◆ Assignment ◆
Transcribe each line below without altering anything.

◆ Dataset records ◆
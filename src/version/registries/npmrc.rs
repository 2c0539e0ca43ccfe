//! Registry endpoint selection from npmrc files

use std::collections::HashMap;
use std::path::Path;

use tracing::{debug, warn};

use crate::config::DEFAULT_REGISTRY_URL;

/// Default and per-scope registry endpoints
#[derive(Debug, Clone, PartialEq, Eq)]
pub struct Registries {
    pub default: String,
    /// Keyed by scope including the `@`, e.g. `@company`
    pub scoped: HashMap<String, String>,
}

impl Default for Registries {
    fn default() -> Self {
        Self {
            default: DEFAULT_REGISTRY_URL.to_string(),
            scoped: HashMap::new(),
        }
    }
}

impl Registries {
    /// Parse `registry=<url>` and `@scope:registry=<url>` lines.
    /// Comments and unrelated keys are ignored.
    pub fn parse(content: &str) -> Self {
        let mut registries = Self::default();

        for line in content.lines() {
            let line = line.trim();
            if line.is_empty() || line.starts_with('#') || line.starts_with(';') {
                continue;
            }
            let Some((key, value)) = line.split_once('=') else {
                continue;
            };
            let key = key.trim();
            let value = value.trim().trim_matches(|c| c == '"' || c == '\'');
            if value.is_empty() {
                continue;
            }

            if key == "registry" {
                registries.default = value.to_string();
            } else if let Some(scope) = key.strip_suffix(":registry")
                && scope.starts_with('@')
            {
                registries.scoped.insert(scope.to_string(), value.to_string());
            }
        }

        registries
    }

    /// Read an npmrc file; a missing or unreadable file gives the defaults
    pub async fn load(path: &Path) -> Self {
        match tokio::fs::read_to_string(path).await {
            Ok(content) => {
                debug!("Loaded registry overrides from {:?}", path);
                Self::parse(&content)
            }
            Err(e) if e.kind() == std::io::ErrorKind::NotFound => Self::default(),
            Err(e) => {
                warn!("Failed to read {:?}: {}", path, e);
                Self::default()
            }
        }
    }

    /// Replace the default endpoint when an explicit one is configured
    pub fn with_default(mut self, default: Option<&str>) -> Self {
        if let Some(default) = default.filter(|d| !d.is_empty()) {
            self.default = default.to_string();
        }
        self
    }
}

/// Endpoint for a package: its scope's registry if configured, else the default
pub fn select_registry<'a>(registries: &'a Registries, package_name: &str) -> &'a str {
    package_name
        .starts_with('@')
        .then(|| package_name.split('/').next())
        .flatten()
        .and_then(|scope| registries.scoped.get(scope))
        .unwrap_or(&registries.default)
}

◆ Response to this exercise ◆
filename src/version/registries/npmrc.rs
repository 2c0539e0ca43ccfe
//! Registry endpoint selection from npmrc files

use std::collections::HashMap;
use std::path::Path;

use tracing::{debug, warn};

use crate::config::DEFAULT_REGISTRY_URL;

/// Default and per-scope registry endpoints
#[derive(Debug, Clone, PartialEq, Eq)]
pub struct Registries {
    pub default: String,
    /// Keyed by scope including the `@`, e.g. `@company`
    pub scoped: HashMap<String, String>,
}

impl Default for Registries {
    fn default() -> Self {
        Self {
            default: DEFAULT_REGISTRY_URL.to_string(),
            scoped: HashMap::new(),
        }
    }
}

impl Registries {
    /// Parse `registry=<url>` and `@scope:registry=<url>` lines.
    /// Comments and unrelated keys are ignored.
    pub fn parse(content: &str) -> Self {
        let mut registries = Self::default();

        for line in content.lines() {
            let line = line.trim();
            if line.is_empty() || line.starts_with('#') || line.starts_with(';') {
                continue;
            }
            let Some((key, value)) = line.split_once('=') else {
                continue;
            };
            let key = key.trim();
            let value = value.trim().trim_matches(|c| c == '"' || c == '\'');
            if value.is_empty() {
                continue;
            }

            if key == "registry" {
                registries.default = value.to_string();
            } else if let Some(scope) = key.strip_suffix(":registry")
                && scope.starts_with('@')
            {
                registries.scoped.insert(scope.to_string(), value.to_string());
            }
        }

        registries
    }

    /// Read an npmrc file; a missing or unreadable file gives the defaults
    pub async fn load(path: &Path) -> Self {
        match tokio::fs::read_to_string(path).await {
            Ok(content) => {
                debug!("Loaded registry overrides from {:?}", path);
                Self::parse(&content)
            }
            Err(e) if e.kind() == std::io::ErrorKind::NotFound => Self::default(),
            Err(e) => {
                warn!("Failed to read {:?}: {}", path, e);
                Self::default()
            }
        }
    }

    /// Replace the default endpoint when an explicit one is configured
    pub fn with_default(mut self, default: Option<&str>) -> Self {
        if let Some(default) = default.filter(|d| !d.is_empty()) {
            self.default = default.to_string();
        }
        self
    }
}

/// Endpoint for a package: its scope's registry if configured, else the default
pub fn select_registry<'a>(registries: &'a Registries, package_name: &str) -> &'a str {
    package_name
        .starts_with('@')
        .then(|| package_name.split('/').next())
        .flatten()
        .and_then(|scope| registries.scoped.get(scope))
        .unwrap_or(&registries.default)
}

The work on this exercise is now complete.